Association of 11β-hydroxysteroid dehydrogenase type 1 gene polymorphisms with serum alanine aminotransferase activity

Abstract

Aims: 11β-Hydroxysteroid dehydrogenase type 1 (HSD11B1), which converts inactive glucocorticoid to active glucocorticoid, plays a critical role in pathogenesis of non-alcoholic fatty liver disease (NAFLD). Serum alanine aminotransferase (ALT), an indicator of hepatocellular injury, has been suggested as a surrogate marker for NAFLD. To date, no study has specifically examined the relationship between HSD11B1 gene polymorphisms and ALT.

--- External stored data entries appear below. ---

// THEORY:
// Text extraction and narrative generation happen outside this crate, in an
// inference collaborator that receives the encoded image. The pipeline only
// depends on the *shape* of what comes back, expressed as `Inference`, and on
// the `InferenceService` seam. Anything that can answer
// `infer(encoded) -> Inference` (a vision-model HTTP client, a cache, a canned
// fixture) plugs in here.
//
// Collaborator output is parsed leniently: either `extracted_text` or `text`,
// either a nested `analysis` object or top-level lists, any of `risk_level`,
// `riskLevel` or `risk_label`. Missing pieces default to empty rather than failing.

use crate::core_modules::preprocessor::EncodedImage;
use crate::core_modules::report::{AnalysisResult, BrightnessAnalysis, ColorAnalysis};
use crate::error::{AnalysisError, Result};
use async_trait::async_trait;
use serde::{Deserialize, Serialize};
use serde_json::Value;
use std::path::Path;

/// What the inference collaborator returns for one image.
///
/// `Deserialize` goes through [`Inference::from_value`], so it is as lenient as
/// the hand-written parser.
#[derive(Debug, Clone, PartialEq, Default, Serialize, Deserialize)]
#[serde(from = "Value")]
pub struct Inference {
    pub extracted_text: String,
    pub analysis: AnalysisResult,
    pub risk_label: Option<String>,
    pub color_analysis: Option<ColorAnalysis>,
    pub brightness_analysis: Option<BrightnessAnalysis>,
}

impl Inference {
    pub fn from_value(value: &Value) -> Self {
        let text = value
            .get("extracted_text")
            .or_else(|| value.get("text"))
            .and_then(Value::as_str)
            .unwrap_or_default()
            .to_string();
        let analysis = match value.get("analysis") {
            Some(nested) if nested.is_object() => AnalysisResult::from_value(nested),
            _ => AnalysisResult::from_value(value),
        };
        let risk_label = value
            .get("risk_level")
            .or_else(|| value.get("riskLevel"))
            .or_else(|| value.get("risk_label"))
            .and_then(Value::as_str)
            .map(str::to_string);
        let color_analysis = value
            .get("color_analysis")
            .and_then(|v| serde_json::from_value(v.clone()).ok());
        let brightness_analysis = value
            .get("brightness_analysis")
            .and_then(|v| serde_json::from_value(v.clone()).ok());

        Self {
            extracted_text: text,
            analysis,
            risk_label,
            color_analysis,
            brightness_analysis,
        }
    }

    pub fn from_json(raw: &str) -> Result<Self> {
        let value: Value = serde_json::from_str(raw)
            .map_err(|e| AnalysisError::Inference(format!("malformed inference payload: {e}")))?;
        Ok(Self::from_value(&value))
    }
}

impl From<Value> for Inference {
    fn from(value: Value) -> Self {
        Self::from_value(&value)
    }
}

#[async_trait]
pub trait InferenceService: Send + Sync {
    async fn infer(&self, image: &EncodedImage) -> Result<Inference>;
}

/// Replays one fixed inference for every image.
#[derive(Debug, Clone, Default)]
pub struct StaticInference {
    inference: Inference,
}

impl StaticInference {
    pub fn new(inference: Inference) -> Self {
        Self { inference }
    }

    pub fn from_file(path: impl AsRef<Path>) -> Result<Self> {
        let path = path.as_ref();
        let raw = std::fs::read_to_string(path)
            .map_err(|e| AnalysisError::Inference(format!("{}: {e}", path.display())))?;
        Ok(Self::new(Inference::from_json(&raw)?))
    }
}

#[async_trait]
impl InferenceService for StaticInference {
    async fn infer(&self, _image: &EncodedImage) -> Result<Inference> {
        Ok(self.inference.clone())
    }
}
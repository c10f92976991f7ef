// THEORY (1D Pixel Heuristics):
// The `Pixel` module is the most fundamental unit of the diagnostic pipeline. It
// is a "dumb" data container for a single RGBA pixel plus the 1-dimensional
// heuristics the confidence scorer needs: facts about this pixel alone, with no
// knowledge of its neighbors. Anything that compares two pixels (the edge
// heuristic) belongs in `SmartPixel`.
//
// Channel order and stride:
// - Raster buffers are channel-interleaved R,G,B,A, one byte per channel.
// - A pixel therefore occupies `CHANNELS = 4` consecutive bytes; the "next pixel"
//   in scan order starts exactly `CHANNELS` bytes after the current one.
//
// Heuristics:
// - Ink: a pixel whose red channel is exactly 0. In a binarized or high-contrast
//   scan of a nameplate or gauge, these are the printed-text pixels.

pub mod pixel {
    pub type Byte = u8;
    pub type Bytes = Vec<Byte>;
    pub type Channel = Byte;

    /// Number of interleaved channels per pixel (R, G, B, A).
    pub const CHANNELS: usize = 4;

    /// Red-channel value that marks a pixel as ink.
    pub const INK_RED: Channel = 0;

    /// A "dumb" data container representing a single RGBA pixel.
    #[derive(Debug, Clone, Copy, PartialEq, Eq, Default)]
    pub struct Pixel {
        /// The red channel value (0-255).
        pub red: Channel,
        /// The green channel value (0-255).
        pub green: Channel,
        /// The blue channel value (0-255).
        pub blue: Channel,
        /// The alpha (transparency) channel value (0-255).
        pub alpha: Channel,
    }

    impl Pixel {
        pub fn new(red: Channel, green: Channel, blue: Channel, alpha: Channel) -> Self {
            Pixel {
                red,
                green,
                blue,
                alpha,
            }
        }

        /// Ink pixel: red channel is exactly zero.
        #[inline]
        pub fn is_ink(&self) -> bool {
            self.red == INK_RED
        }
    }

    impl From<[Byte; CHANNELS]> for Pixel {
        fn from(bytes: [Byte; CHANNELS]) -> Self {
            Pixel::new(bytes[0], bytes[1], bytes[2], bytes[3])
        }
    }

    impl From<Pixel> for Bytes {
        fn from(pixel: Pixel) -> Self {
            vec![pixel.red, pixel.green, pixel.blue, pixel.alpha]
        }
    }

    #[cfg(test)]
    mod tests {
        use super::*;

        #[test]
        fn ink_is_decided_by_red_only() {
            assert!(Pixel::new(0, 255, 255, 255).is_ink());
            assert!(!Pixel::new(1, 0, 0, 255).is_ink());
        }

        #[test]
        fn byte_order_is_rgba() {
            let pixel = Pixel::from([10, 20, 30, 40]);
            assert_eq!(pixel.red, 10);
            assert_eq!(pixel.alpha, 40);
            assert_eq!(Bytes::from(pixel), vec![10, 20, 30, 40]);
        }
    }
}
// THEORY:
// The `ConfidenceScorer` turns extracted text and a working surface into a
// single heuristic trust value. It is deliberately simple and fully
// deterministic: no model, no randomness, one linear pass over the pixels.
//
// Score composition:
//   base                              0.30
//   + min(0.30, text_length / 50)     text length, saturates at 50 characters
//   + min(0.20, ink_density * 100)    share of pixels whose red channel is 0
//   + min(0.20, edge_density * 1000)  share of pixels that differ from their
//                                     successor's red channel by more than 100
//   clamped to a 0.95 ceiling
//
// With all three terms saturated the sum is exactly 1.00, which the ceiling
// brings down to 0.95. Empty text, or the "no extractable text" sentinel,
// short-circuits to the 0.10 floor before the surface is read at all.

use crate::config::DEFAULT_NO_TEXT_SENTINEL;
use crate::core_modules::smart_pixel::smart_pixel::SmartPixel;
use crate::core_modules::surface::surface::RasterSurface;
use crate::error::{AnalysisError, Result};
use serde::{Deserialize, Serialize};
use tracing::debug;

pub mod weights {
    /// Score for missing or sentinel text.
    pub const FLOOR: f64 = 0.10;
    pub const CEILING: f64 = 0.95;
    pub const BASE: f64 = 0.30;

    pub const TEXT_LENGTH_CAP: f64 = 0.30;
    /// Characters at which the text-length term saturates.
    pub const TEXT_LENGTH_SCALE: f64 = 50.0;

    pub const INK_DENSITY_CAP: f64 = 0.20;
    pub const INK_DENSITY_GAIN: f64 = 100.0;

    pub const EDGE_DENSITY_CAP: f64 = 0.20;
    pub const EDGE_DENSITY_GAIN: f64 = 1000.0;
}

/// A heuristic trust value in `[0.10, 0.95]`.
///
/// Deserialization goes through the same range check as `TryFrom<f64>`, so a
/// stored score can never come back outside the band.
#[derive(Debug, Clone, Copy, PartialEq, PartialOrd, Serialize, Deserialize)]
#[serde(into = "f64", try_from = "f64")]
pub struct ConfidenceScore(f64);

impl ConfidenceScore {
    pub const FLOOR: ConfidenceScore = ConfidenceScore(weights::FLOOR);

    pub fn value(&self) -> f64 {
        self.0
    }
}

impl TryFrom<f64> for ConfidenceScore {
    type Error = AnalysisError;

    fn try_from(value: f64) -> Result<Self> {
        if (weights::FLOOR..=weights::CEILING).contains(&value) {
            Ok(ConfidenceScore(value))
        } else {
            Err(AnalysisError::ScoreOutOfRange(value))
        }
    }
}

impl From<ConfidenceScore> for f64 {
    fn from(score: ConfidenceScore) -> Self {
        score.0
    }
}

/// Counts gathered in the single pass over a surface.
#[derive(Debug, Clone, Copy, PartialEq, Default)]
pub struct PixelStatistics {
    pub ink_pixels: usize,
    pub edge_count: usize,
    pub area: usize,
    pub width: u32,
    pub height: u32,
}

impl PixelStatistics {
    /// One pass: ink is counted per pixel, edges per (pixel, successor) pair.
    pub fn gather(surface: &RasterSurface) -> Self {
        let mut stats = PixelStatistics {
            area: surface.area(),
            width: surface.width(),
            height: surface.height(),
            ..Default::default()
        };
        let mut previous: Option<SmartPixel> = None;
        for pixel in surface.pixels() {
            let current = SmartPixel::new(pixel);
            if current.pixel.is_ink() {
                stats.ink_pixels += 1;
            }
            if let Some(prev) = previous {
                if prev.is_edge_against(&current) {
                    stats.edge_count += 1;
                }
            }
            previous = Some(current);
        }
        stats
    }

    pub fn ink_density(&self) -> Result<f64> {
        Ok(self.ink_pixels as f64 / self.nonzero_area()? as f64)
    }

    pub fn edge_density(&self) -> Result<f64> {
        Ok(self.edge_count as f64 / self.nonzero_area()? as f64)
    }

    fn nonzero_area(&self) -> Result<usize> {
        match self.area {
            0 => Err(AnalysisError::InvalidSurface {
                width: self.width,
                height: self.height,
                len: 0,
            }),
            area => Ok(area),
        }
    }
}

#[derive(Debug, Clone)]
pub struct ConfidenceScorer {
    no_text_sentinel: String,
}

impl Default for ConfidenceScorer {
    fn default() -> Self {
        Self::new(DEFAULT_NO_TEXT_SENTINEL)
    }
}

impl ConfidenceScorer {
    pub fn new(no_text_sentinel: impl Into<String>) -> Self {
        Self {
            no_text_sentinel: no_text_sentinel.into(),
        }
    }

    pub fn is_no_text(&self, extracted_text: &str) -> bool {
        extracted_text.is_empty() || extracted_text == self.no_text_sentinel
    }

    pub fn score(&self, extracted_text: &str, surface: &RasterSurface) -> Result<ConfidenceScore> {
        if self.is_no_text(extracted_text) {
            return Ok(ConfidenceScore::FLOOR);
        }
        if surface.area() == 0 {
            return Err(AnalysisError::InvalidSurface {
                width: surface.width(),
                height: surface.height(),
                len: surface.as_bytes().len(),
            });
        }

        let stats = PixelStatistics::gather(surface);
        let text_length = extracted_text.chars().count();
        let length_term = weights::TEXT_LENGTH_CAP.min(text_length as f64 / weights::TEXT_LENGTH_SCALE);
        let ink_term = weights::INK_DENSITY_CAP.min(stats.ink_density()? * weights::INK_DENSITY_GAIN);
        let edge_term = weights::EDGE_DENSITY_CAP.min(stats.edge_density()? * weights::EDGE_DENSITY_GAIN);
        let total = (weights::BASE + length_term + ink_term + edge_term).min(weights::CEILING);

        debug!(
            text_length,
            ink_pixels = stats.ink_pixels,
            edge_count = stats.edge_count,
            area = stats.area,
            length_term,
            ink_term,
            edge_term,
            total,
            "confidence scored"
        );
        Ok(ConfidenceScore(total))
    }
}
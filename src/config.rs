// THEORY:
// `PipelineConfig` is the single tunable knob-set for the engine. Everything
// here has a sane default so a caller can run `PipelineConfig::default()` and
// get the reference behavior (400px working resolution, triangle resampling).
// The scoring weights are not configurable; they live in `confidence::weights`.

use crate::error::{AnalysisError, Result};
use image::imageops::FilterType;
use serde::{Deserialize, Serialize};
use std::path::Path;

pub const DEFAULT_MAX_SIZE: u32 = 400;
pub const DEFAULT_NO_TEXT_SENTINEL: &str = "No text detected";

/// Resampling filter used when drawing the decoded image onto the working surface.
#[derive(Debug, Clone, Copy, PartialEq, Eq, Serialize, Deserialize, Default)]
#[serde(rename_all = "snake_case")]
pub enum ResizeFilter {
    Nearest,
    #[default]
    Triangle,
    CatmullRom,
    Lanczos3,
}

impl From<ResizeFilter> for FilterType {
    fn from(filter: ResizeFilter) -> Self {
        match filter {
            ResizeFilter::Nearest => FilterType::Nearest,
            ResizeFilter::Triangle => FilterType::Triangle,
            ResizeFilter::CatmullRom => FilterType::CatmullRom,
            ResizeFilter::Lanczos3 => FilterType::Lanczos3,
        }
    }
}

/// Configuration for the diagnostic pipeline, allowing for tunable behavior.
#[derive(Debug, Clone, PartialEq, Serialize, Deserialize)]
#[serde(default)]
pub struct PipelineConfig {
    /// The working resolution cap used to compute the uniform scale ratio.
    pub max_size: u32,
    pub resize_filter: ResizeFilter,
    /// Extracted text equal to this marker is treated like empty text.
    pub no_text_sentinel: String,
    /// Number of workers in the parallel pipeline.
    pub worker_count: usize,
    /// Default tracing filter for binaries when `RUST_LOG` is unset.
    pub log_filter: String,
}

impl Default for PipelineConfig {
    fn default() -> Self {
        Self {
            max_size: DEFAULT_MAX_SIZE,
            resize_filter: ResizeFilter::default(),
            no_text_sentinel: DEFAULT_NO_TEXT_SENTINEL.to_string(),
            worker_count: num_cpus::get().max(1),
            log_filter: "info".to_string(),
        }
    }
}

impl PipelineConfig {
    /// Reads a JSON config file. Missing fields fall back to their defaults.
    pub fn from_file(path: impl AsRef<Path>) -> Result<Self> {
        let path = path.as_ref();
        let raw = std::fs::read_to_string(path)
            .map_err(|e| AnalysisError::Config(format!("{}: {e}", path.display())))?;
        Self::from_json(&raw)
    }

    pub fn from_json(raw: &str) -> Result<Self> {
        let config: Self =
            serde_json::from_str(raw).map_err(|e| AnalysisError::Config(e.to_string()))?;
        config.validate()?;
        Ok(config)
    }

    pub fn validate(&self) -> Result<()> {
        if self.max_size == 0 {
            return Err(AnalysisError::Config("max_size must be greater than 0".into()));
        }
        if self.worker_count == 0 {
            return Err(AnalysisError::Config("worker_count must be greater than 0".into()));
        }
        Ok(())
    }
}

#[cfg(test)]
mod tests {
    use super::*;

    #[test]
    fn defaults_match_reference_behavior() {
        let config = PipelineConfig::default();
        assert_eq!(config.max_size, 400);
        assert_eq!(config.resize_filter, ResizeFilter::Triangle);
        assert_eq!(config.no_text_sentinel, "No text detected");
        assert!(config.worker_count >= 1);
    }

    #[test]
    fn partial_json_keeps_defaults() {
        let config = PipelineConfig::from_json(r#"{ "max_size": 256, "resize_filter": "nearest" }"#)
            .expect("valid config");
        assert_eq!(config.max_size, 256);
        assert_eq!(config.resize_filter, ResizeFilter::Nearest);
        assert_eq!(config.no_text_sentinel, DEFAULT_NO_TEXT_SENTINEL);
    }

    #[test]
    fn zero_max_size_is_rejected() {
        let err = PipelineConfig::from_json(r#"{ "max_size": 0 }"#).unwrap_err();
        assert!(matches!(err, AnalysisError::Config(_)));
    }

    #[test]
    fn malformed_json_is_a_config_error() {
        let err = PipelineConfig::from_json("{ max_size: ").unwrap_err();
        assert!(matches!(err, AnalysisError::Config(_)));
    }

    #[test]
    fn reads_from_file() {
        let dir = tempfile::tempdir().expect("tempdir");
        let path = dir.path().join("pipeline.json");
        std::fs::write(&path, r#"{ "worker_count": 2 }"#).expect("write config");
        let config = PipelineConfig::from_file(&path).expect("config from file");
        assert_eq!(config.worker_count, 2);
        assert!(PipelineConfig::from_file(dir.path().join("missing.json")).is_err());
    }
}
// THEORY:
// `SmartPixel` is the comparative wrapper around a "dumb" `Pixel`. A single
// pixel cannot tell us whether it sits on an edge; only the relationship with
// its successor in scan order can. The confidence scorer uses exactly one such
// relationship: the absolute red-channel difference between a pixel and the
// *same channel of the next pixel*. A difference above `EDGE_THRESHOLD` counts
// as one edge.
//
// The comparison runs along the flat scan order, so the last pixel of a row is
// compared with the first pixel of the following row, and the final pixel of
// the buffer has no successor and never counts. This stride is part of the
// observable scoring contract; do not swap it for a luma-weighted or 2D
// neighborhood gradient.

pub mod smart_pixel {
    use crate::core_modules::pixel::pixel::*;

    pub type RedDelta = u8;

    /// Red-channel difference that must be exceeded to register an edge.
    pub const EDGE_THRESHOLD: RedDelta = 100;

    /// An analytical tool that wraps a `Pixel` to provide pairwise comparisons.
    #[derive(Debug, Clone, Copy)]
    pub struct SmartPixel {
        /// The raw `Pixel` data this `SmartPixel` is analyzing.
        pub pixel: Pixel,
    }

    impl SmartPixel {
        pub fn new(pixel: Pixel) -> Self {
            Self { pixel }
        }

        pub fn delta_red(&self, next: &SmartPixel) -> RedDelta {
            self.pixel.red.abs_diff(next.pixel.red)
        }

        /// First-difference edge proxy against the next pixel in scan order.
        pub fn is_edge_against(&self, next: &SmartPixel) -> bool {
            self.delta_red(next) > EDGE_THRESHOLD
        }
    }

}
// THEORY:
// Risk labels arrive as free strings from the inference collaborator or from a
// stored record. `classify` is a total function from any such string (or its
// absence) onto a display bucket. Unrecognized input is never an error; it
// lands in the neutral bucket.

use serde::{Deserialize, Serialize};
use tracing::warn;

#[derive(Debug, Clone, Copy, PartialEq, Eq, Hash, Serialize, Deserialize)]
#[serde(rename_all = "snake_case")]
pub enum RiskLevel {
    Low,
    Medium,
    High,
    Unknown,
}

impl RiskLevel {
    /// Exact, case-sensitive match on `"low"`, `"medium"` and `"high"`.
    pub fn from_label(label: Option<&str>) -> Self {
        match label {
            Some("low") => RiskLevel::Low,
            Some("medium") => RiskLevel::Medium,
            Some("high") => RiskLevel::High,
            Some(other) => {
                warn!(label = other, "unrecognized risk label");
                RiskLevel::Unknown
            }
            None => RiskLevel::Unknown,
        }
    }

    pub fn bucket(&self) -> DisplayBucket {
        match self {
            RiskLevel::Low => DisplayBucket::Calm,
            RiskLevel::Medium => DisplayBucket::Caution,
            RiskLevel::High => DisplayBucket::Severe,
            RiskLevel::Unknown => DisplayBucket::Neutral,
        }
    }
}

/// Presentation bucket for a risk label.
#[derive(Debug, Clone, Copy, PartialEq, Eq, Hash, Serialize, Deserialize)]
#[serde(rename_all = "snake_case")]
pub enum DisplayBucket {
    Calm,
    Caution,
    Severe,
    Neutral,
}

impl DisplayBucket {
    pub fn label(&self) -> &'static str {
        match self {
            DisplayBucket::Calm => "Low Risk",
            DisplayBucket::Caution => "Medium Risk",
            DisplayBucket::Severe => "High Risk",
            DisplayBucket::Neutral => "Unknown Risk",
        }
    }

    /// Color family used when rendering the bucket.
    pub fn tone(&self) -> &'static str {
        match self {
            DisplayBucket::Calm => "green",
            DisplayBucket::Caution => "yellow",
            DisplayBucket::Severe => "red",
            DisplayBucket::Neutral => "gray",
        }
    }
}

pub fn classify(label: Option<&str>) -> DisplayBucket {
    RiskLevel::from_label(label).bucket()
}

Methods: A study was conducted to examine the association of common single nucleotide polymorphisms (SNPs) in HSD11B1 (rs12086634, rs1000283) with serum ALT level in 756 Korean subjects (348 males and 408 females). ALT values were divided into two groups: elevated (>33U/l in males, >25U/l in females) and normal.

Results: SNPs showed a significant association with elevated ALT. According to results of logistic regression analysis adjusted for confounding variables, the GT+GG genotype for rs12086634 and the GA+AA genotype for rs1000283 showed significantly higher frequencies of elevated ALT, compared with the TT and GG genotypes, respectively (GT/GG vs. TT; OR 1.685, 95% CI 1.175-2.416, P=0.005, GA/AA vs. GG; OR 2.057, 95% CI 1.401-3.020, P<0.001, respectively).

Conclusions: HSD11B1 polymorphisms (rs12086634 and rs1000283) are associated with elevated levels of ALT. Findings from this study suggest a possible association between HSD11B1 polymorphisms and hepatocellular injury, such as that seen in patients with NAFLD.